Lou Jiwei, the former Chinese Finance Minister

Silencing the critics: The decision to overhaul the system came after former  Chinese Finance Minister Lou Jiwei broke Communist Party protocol in early December and spoke out about the issue.

What he said: “There are insufficient figures reflecting negative changes [in the economy]. In contrast, the United States has both positive and negative numbers,” Lou told a forum held by the China Center for International Economic Exchanges in Beijing.

Downbeat reaction: “China’s economy is still moving around the bottom. There’s no clear sign of a significant rebound,” Lu Ting, the chief China economist at investment bank Nomura, said on Tuesday.

Delve deeper: ChinaFactor was left intrigued by this line from Fu Linghui, a National Bureau of Statistics spokesman. He pointed out that the Winter Olympics played a major role in January-February “retail sales.”

Cuddly economics: A stampede to buy merchandise such as mascot Bing Dwen Dwen boosted the data. But that is an awful lot of cuddly toys to offload on shoppers.

Big picture: “The quality of data during [Chinese] New Year isn’t very high anyway. [With] rapidly spreading Covid cases over the past three weeks, we cannot assume data for March will be naturally good,” Lu, of Nomura, said.

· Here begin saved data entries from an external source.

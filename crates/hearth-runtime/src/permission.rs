//! In-memory permission store seeded from configuration.

use std::collections::HashMap;

use hearth_core::{PermissionLevel, PermissionResolver, SourceKind};
use parking_lot::RwLock;
use tracing::info;

use crate::config::PermissionConfig;

/// Resolves levels from a player map.
///
/// The console and plugins are always [`PermissionLevel::Owner`]; players
/// without an entry get the default level. Lookups take a read lock only, so
/// resolving never waits on I/O.
#[derive(Debug)]
pub struct MemoryPermissionStore {
    default_level: PermissionLevel,
    players: RwLock<HashMap<String, PermissionLevel>>,
}

impl MemoryPermissionStore {
    pub fn new(default_level: PermissionLevel) -> Self {
        Self {
            default_level,
            players: RwLock::default(),
        }
    }

    pub fn from_config(config: &PermissionConfig) -> Self {
        Self {
            default_level: config.default_level,
            players: RwLock::new(config.players.clone()),
        }
    }

    pub fn default_level(&self) -> PermissionLevel {
        self.default_level
    }

    /// Players with an explicit level.
    pub fn players(&self) -> Vec<(String, PermissionLevel)> {
        let mut players: Vec<_> = self
            .players
            .read()
            .iter()
            .map(|(name, level)| (name.clone(), *level))
            .collect();
        players.sort();
        players
    }

    /// Drops a player's explicit level; returns whether one was set.
    pub fn reset(&self, player: &str) -> bool {
        self.players.write().remove(player).is_some()
    }
}

impl Default for MemoryPermissionStore {
    fn default() -> Self {
        Self::new(PermissionLevel::User)
    }
}

impl PermissionResolver for MemoryPermissionStore {
    fn level_of(&self, source: &SourceKind) -> PermissionLevel {
        match source {
            SourceKind::Console | SourceKind::Plugin(_) => PermissionLevel::Owner,
            SourceKind::Player(name) => self
                .players
                .read()
                .get(name)
                .copied()
                .unwrap_or(self.default_level),
        }
    }

    fn set_level(&self, player: &str, level: PermissionLevel) {
        let previous = self.players.write().insert(player.to_string(), level);
        info!(player, level = %level, previous = ?previous, "Permission level changed");
    }
}
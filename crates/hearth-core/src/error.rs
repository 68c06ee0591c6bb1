//! Unified error types for the Hearth core.
//!
//! Command and plugin errors are defined in hearth-framework; configuration
//! and runtime errors in hearth-runtime.

use std::time::Duration;

use thiserror::Error;

/// Error type returned by listener callbacks and plugin hooks.
pub type BoxError = Box<dyn std::error::Error + Send + Sync>;

// =============================================================================
// Process Errors
// =============================================================================

/// Errors raised by the [`ProcessBridge`](crate::ProcessBridge).
#[derive(Debug, Error)]
pub enum ProcessError {
    /// The executable or working directory is invalid.
    #[error("failed to start '{command}': {source}")]
    StartFailed {
        /// The command that was spawned.
        command: String,
        #[source]
        source: std::io::Error,
    },

    /// The executable does not exist.
    #[error("server binary '{command}' not found")]
    BinaryNotFound {
        /// The command that was spawned.
        command: String,
    },

    /// `start` was called while a process is alive.
    #[error("server process is already running")]
    AlreadyRunning,

    /// The operation needs a live process.
    #[error("server process is not running")]
    NotRunning,

    /// The process survived the termination signal and the forced kill.
    #[error("server process (pid {pid:?}) is still running after forced kill")]
    StillRunning {
        /// Process id of the survivor, when the OS reported one.
        pid: Option<u32>,
    },

    /// The process stdin was closed.
    #[error("server stdin is closed")]
    StdinClosed,

    /// I/O error on one of the process streams.
    #[error("I/O error: {0}")]
    Io(#[from] std::io::Error),
}

impl ProcessError {
    /// Maps a spawn failure to `BinaryNotFound` or `StartFailed`.
    pub fn spawn(command: impl Into<String>, err: std::io::Error) -> Self {
        let command = command.into();
        if err.kind() == std::io::ErrorKind::NotFound {
            Self::BinaryNotFound { command }
        } else {
            Self::StartFailed {
                command,
                source: err,
            }
        }
    }

    /// Returns `true` for the start failure family.
    pub fn is_start_error(&self) -> bool {
        matches!(self, Self::StartFailed { .. } | Self::BinaryNotFound { .. })
    }
}

// =============================================================================
// Listener Errors
// =============================================================================

/// A failure recorded for one listener during a dispatch.
#[derive(Debug, Clone, Error)]
pub enum ListenerError {
    /// The callback returned an error or panicked.
    #[error("listener of plugin '{plugin}' failed on {kind}: {reason}")]
    Failed {
        plugin: String,
        kind: String,
        reason: String,
    },

    /// The callback exceeded the watchdog and was abandoned.
    #[error("listener of plugin '{plugin}' timed out on {kind} after {timeout:?}")]
    TimedOut {
        plugin: String,
        kind: String,
        timeout: Duration,
    },
}

impl ListenerError {
    /// Returns the owning plugin id.
    pub fn plugin(&self) -> &str {
        match self {
            Self::Failed { plugin, .. } | Self::TimedOut { plugin, .. } => plugin,
        }
    }

    pub fn is_timeout(&self) -> bool {
        matches!(self, Self::TimedOut { .. })
    }
}

/// Renders a panic payload caught by `catch_unwind` or a `JoinError`.
pub fn panic_message(payload: &(dyn std::any::Any + Send)) -> String {
    if let Some(s) = payload.downcast_ref::<&str>() {
        (*s).to_string()
    } else if let Some(s) = payload.downcast_ref::<String>() {
        s.clone()
    } else {
        "unknown panic".to_string()
    }
}

// =============================================================================
// Result Type Aliases
// =============================================================================

/// Result type for process operations.
pub type ProcessResult<T> = Result<T, ProcessError>;
//! The server handle handed to plugins.

use std::sync::atomic::{AtomicBool, AtomicU64, Ordering};
use std::sync::{Arc, Weak};

use async_trait::async_trait;
use hearth_core::{
    BoxedEvent, Dialect, DispatchMode, DispatchReport, EventBus, EventKind, Info, InfoReactor,
    PermissionLevel, PermissionResolver, ProcessBridge, ProcessConfig, ProcessError,
    ProcessResult, ReplySink, ServerPhase,
};
use hearth_framework::plugin::{Plugin, PluginDescriptor, PluginMetadata, PluginState};
use hearth_framework::{LifecycleReport, PluginManager, PluginResult, ServerControl};
use tokio::sync::{Mutex as AsyncMutex, mpsc};
use tokio::task::JoinHandle;
use tokio_util::sync::CancellationToken;
use tracing::{debug, error, info, warn};

use crate::config::{CommandsConfig, HearthConfig, ServerConfig};
use crate::dispatch::{ServerReplySink, Work, WorkQueue};

/// Receivers consumed once by the runtime's background tasks.
pub(crate) struct TaskInputs {
    pub(crate) queue: mpsc::Receiver<Work>,
    pub(crate) outbox: mpsc::UnboundedReceiver<String>,
}

/// [`ServerControl`] over one supervised process.
///
/// Owns the process bridge and the reactor; plugin operations go to the
/// [`PluginManager`], events to the [`EventBus`].
pub struct HearthServer {
    me: Weak<HearthServer>,
    config: ServerConfig,
    commands: CommandsConfig,
    bridge: ProcessBridge,
    reactor: InfoReactor,
    bus: Arc<EventBus>,
    plugins: Arc<PluginManager>,
    permissions: Arc<dyn PermissionResolver>,
    queue: WorkQueue,
    replies: Arc<ServerReplySink>,
    inputs: parking_lot::Mutex<Option<TaskInputs>>,
    /// The task reacting to the current process's output.
    pump: AsyncMutex<Option<JoinHandle<()>>>,
    /// Incremented on every start; an exiting process only ends the daemon
    /// if no newer process was started.
    generation: AtomicU64,
    restarting: AtomicBool,
    shutdown: CancellationToken,
}

impl HearthServer {
    pub(crate) fn new(config: &HearthConfig, permissions: Arc<dyn PermissionResolver>) -> Arc<Self> {
        let dialect = config.server.dialect.parse().unwrap_or_else(|e| {
            warn!(error = %e, "Falling back to the vanilla dialect");
            Dialect::Vanilla
        });

        let mut process = ProcessConfig::new(&config.server.command);
        process.args.clone_from(&config.server.args);
        process.working_dir.clone_from(&config.server.working_dir);

        let bus = Arc::new(EventBus::new(
            config.dispatch.listener_timeout(),
            config.dispatch.detached_concurrency,
        ));
        let plugins = Arc::new(
            PluginManager::new(bus.clone(), config.plugins.settings.clone())
                .with_disabled(config.plugins.disabled.iter().cloned()),
        );
        let (queue, queue_rx) = WorkQueue::new(
            config.dispatch.queue_size,
            config.dispatch.queue_full_warn_interval(),
        );
        let (replies, outbox) = ServerReplySink::new();

        let server = Arc::new_cyclic(|me| Self {
            me: me.clone(),
            config: config.server.clone(),
            commands: config.commands.clone(),
            bridge: ProcessBridge::new(process),
            reactor: InfoReactor::with_dialect(dialect),
            bus,
            plugins,
            permissions,
            queue,
            replies: Arc::new(replies),
            inputs: parking_lot::Mutex::new(Some(TaskInputs {
                queue: queue_rx,
                outbox,
            })),
            pump: AsyncMutex::new(None),
            generation: AtomicU64::new(0),
            restarting: AtomicBool::new(false),
            shutdown: CancellationToken::new(),
        });
        let handle: Weak<dyn ServerControl> = server.me.clone();
        server.plugins.attach_server(handle);
        server
    }

    pub fn bridge(&self) -> &ProcessBridge {
        &self.bridge
    }

    pub fn reactor(&self) -> &InfoReactor {
        &self.reactor
    }

    pub fn bus(&self) -> &Arc<EventBus> {
        &self.bus
    }

    pub fn plugins(&self) -> &Arc<PluginManager> {
        &self.plugins
    }

    pub fn permissions(&self) -> &Arc<dyn PermissionResolver> {
        &self.permissions
    }

    pub fn commands(&self) -> &CommandsConfig {
        &self.commands
    }

    pub(crate) fn reply_sink(&self) -> Arc<dyn ReplySink> {
        self.replies.clone()
    }

    pub(crate) fn take_inputs(&self) -> Option<TaskInputs> {
        self.inputs.lock().take()
    }

    /// Queues a console line for dispatch.
    pub async fn inject_console(&self, line: &str) -> Arc<Info> {
        let info = self.reactor.inject_console(line);
        if !self.queue.push(Work::Console(info.clone())).await {
            debug!(line, "Dispatch task stopped, console line dropped");
        }
        info
    }

    /// Waits until everything queued so far has been dispatched.
    pub(crate) async fn flush(&self) {
        self.queue.flush().await;
    }

    /// Asks the runtime to shut down.
    pub fn request_shutdown(&self) {
        self.shutdown.cancel();
    }

    pub(crate) fn shutdown_token(&self) -> &CancellationToken {
        &self.shutdown
    }

    /// Waits for the reactor task of the last process to finish.
    pub(crate) async fn join_pump(&self) {
        let handle = self.pump.lock().await.take();
        if let Some(handle) = handle
            && let Err(e) = handle.await
        {
            error!(error = %e, "Reactor task failed");
        }
    }

    /// Reacts to one process's output until it exits.
    ///
    /// `SERVER_START` is queued before any line, `SERVER_STOP` after the last.
    async fn pump(self: Arc<Self>, mut lines: mpsc::UnboundedReceiver<String>, generation: u64) {
        let started = self.reactor.process_started();
        let start = Work::Lifecycle {
            kind: EventKind::SERVER_START,
            event: BoxedEvent::new(started),
            shutdown: false,
        };
        if !self.queue.push(start).await {
            return;
        }

        while let Some(line) = lines.recv().await {
            let reaction = self.reactor.react(&line);
            if !self.queue.push(Work::Output(reaction)).await {
                return;
            }
        }

        let exit = self.bridge.wait_for_exit(self.config.stop_timeout()).await;
        let code = exit.and_then(|e| e.code);
        let stopped = self.reactor.process_exited(code);
        let shutdown = self.config.exit_with_server
            && !self.restarting.load(Ordering::Acquire)
            && self.generation.load(Ordering::Acquire) == generation;
        info!(code = ?code, "Server stopped");

        self.queue
            .push(Work::Lifecycle {
                kind: EventKind::SERVER_STOP,
                event: BoxedEvent::new(stopped),
                shutdown,
            })
            .await;
    }
}

#[async_trait]
impl ServerControl for HearthServer {
    async fn start(&self) -> ProcessResult<()> {
        let mut pump = self.pump.lock().await;
        if self.bridge.is_alive() {
            return Err(ProcessError::AlreadyRunning);
        }
        if let Some(previous) = pump.take() {
            let _ = previous.await;
        }
        let me = self.me.upgrade().ok_or(ProcessError::NotRunning)?;

        info!(command = %self.config.command, args = ?self.config.args, "Starting server");
        let lines = self.bridge.start().await?;
        let generation = self.generation.fetch_add(1, Ordering::AcqRel) + 1;
        *pump = Some(tokio::spawn(me.pump(lines, generation)));
        Ok(())
    }

    async fn stop(&self) -> ProcessResult<()> {
        if !self.bridge.is_alive() {
            return Err(ProcessError::NotRunning);
        }

        let timeout = self.config.stop_timeout();
        info!(command = %self.config.stop_command, "Stopping server");
        if let Err(e) = self.bridge.write(&self.config.stop_command).await {
            debug!(error = %e, "Stop command not delivered");
        }
        if self.bridge.wait_for_exit(timeout).await.is_some() {
            return Ok(());
        }

        warn!(timeout = ?timeout, "Server ignored the stop command, terminating it");
        match self.bridge.stop(timeout).await {
            Ok(_) | Err(ProcessError::NotRunning) => Ok(()),
            Err(e) => {
                error!(error = %e, "Server could not be stopped, running degraded");
                Err(e)
            }
        }
    }

    async fn restart(&self) -> ProcessResult<()> {
        self.restarting.store(true, Ordering::Release);
        let result = async {
            match self.stop().await {
                Ok(()) | Err(ProcessError::NotRunning) => {}
                Err(e) => return Err(e),
            }
            self.start().await
        }
        .await;
        self.restarting.store(false, Ordering::Release);
        result
    }

    fn is_server_running(&self) -> bool {
        self.bridge.is_alive()
    }

    fn is_server_startup(&self) -> bool {
        self.bridge.is_alive() && self.reactor.phase() == ServerPhase::Started
    }

    fn server_pid(&self) -> Option<u32> {
        self.bridge.pid()
    }

    async fn wait_for_start(&self) {
        self.bridge.wait_stopped().await;
    }

    async fn stop_exit(&self) -> ProcessResult<()> {
        let stopped = match self.stop().await {
            Ok(()) | Err(ProcessError::NotRunning) => Ok(()),
            Err(e) => Err(e),
        };
        self.request_shutdown();
        stopped
    }

    fn exit(&self) -> ProcessResult<()> {
        if self.bridge.is_alive() {
            return Err(ProcessError::AlreadyRunning);
        }
        info!("Exit requested");
        self.request_shutdown();
        Ok(())
    }

    async fn execute(&self, command: &str) -> ProcessResult<()> {
        self.bridge.write(command).await
    }

    async fn execute_command(&self, plugin: &str, command: &str) {
        let work = Work::Plugin {
            plugin: plugin.to_string(),
            info: self.reactor.inject_plugin(command),
        };
        if !self.queue.push_detached(work) {
            debug!(plugin, command, "Dispatch task stopped, plugin command dropped");
        }
    }

    async fn load_plugin(&self, descriptor: PluginDescriptor) -> PluginResult<LifecycleReport> {
        self.plugins.load(descriptor).await
    }

    async fn unload_plugin(&self, id: &str) -> PluginResult<LifecycleReport> {
        self.plugins.unload(id).await
    }

    async fn reload_plugin(&self, id: &str) -> PluginResult<LifecycleReport> {
        self.plugins.reload(id).await
    }

    async fn enable_plugin(&self, id: &str) -> PluginResult<LifecycleReport> {
        self.plugins.enable(id).await
    }

    async fn disable_plugin(&self, id: &str) -> PluginResult<LifecycleReport> {
        self.plugins.disable(id).await
    }

    async fn refresh_plugins(&self) -> PluginResult<LifecycleReport> {
        self.plugins.refresh_current().await
    }

    fn plugin_instance(&self, id: &str) -> Option<Arc<dyn Plugin>> {
        self.plugins.instance(id)
    }

    fn plugin_list(&self) -> Vec<(PluginMetadata, PluginState)> {
        self.plugins.plugin_list()
    }

    async fn dispatch_event(
        &self,
        kind: EventKind,
        event: BoxedEvent,
        mode: DispatchMode,
    ) -> DispatchReport {
        self.bus.publish(&kind, event, mode).await
    }

    fn permission_level(&self, player: &str) -> PermissionLevel {
        self.permissions.player_level(player)
    }

    fn set_permission_level(&self, player: &str, level: PermissionLevel) {
        self.permissions.set_level(player, level);
    }
}

impl std::fmt::Debug for HearthServer {
    fn fmt(&self, f: &mut std::fmt::Formatter<'_>) -> std::fmt::Result {
        f.debug_struct("HearthServer")
            .field("bridge", &self.bridge)
            .field("phase", &self.reactor.phase())
            .field("dialect", &self.reactor.classifier_name())
            .finish_non_exhaustive()
    }
}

Lockdown fears: Covid-19 outbreaks are spiraling across the world’s second-largest economy. On Tuesday, there were 5,000 new cases of the more virulent Omicron variant. The rise could seriously damage China’s economy with major cities going into lockdown.

China Factor comment: The numbers are still low compared to other countries if you believe the official statistics. As we said, dodgy data seems ingrained in the ruling Communist Party’s DNA. Why should the health figures be any different?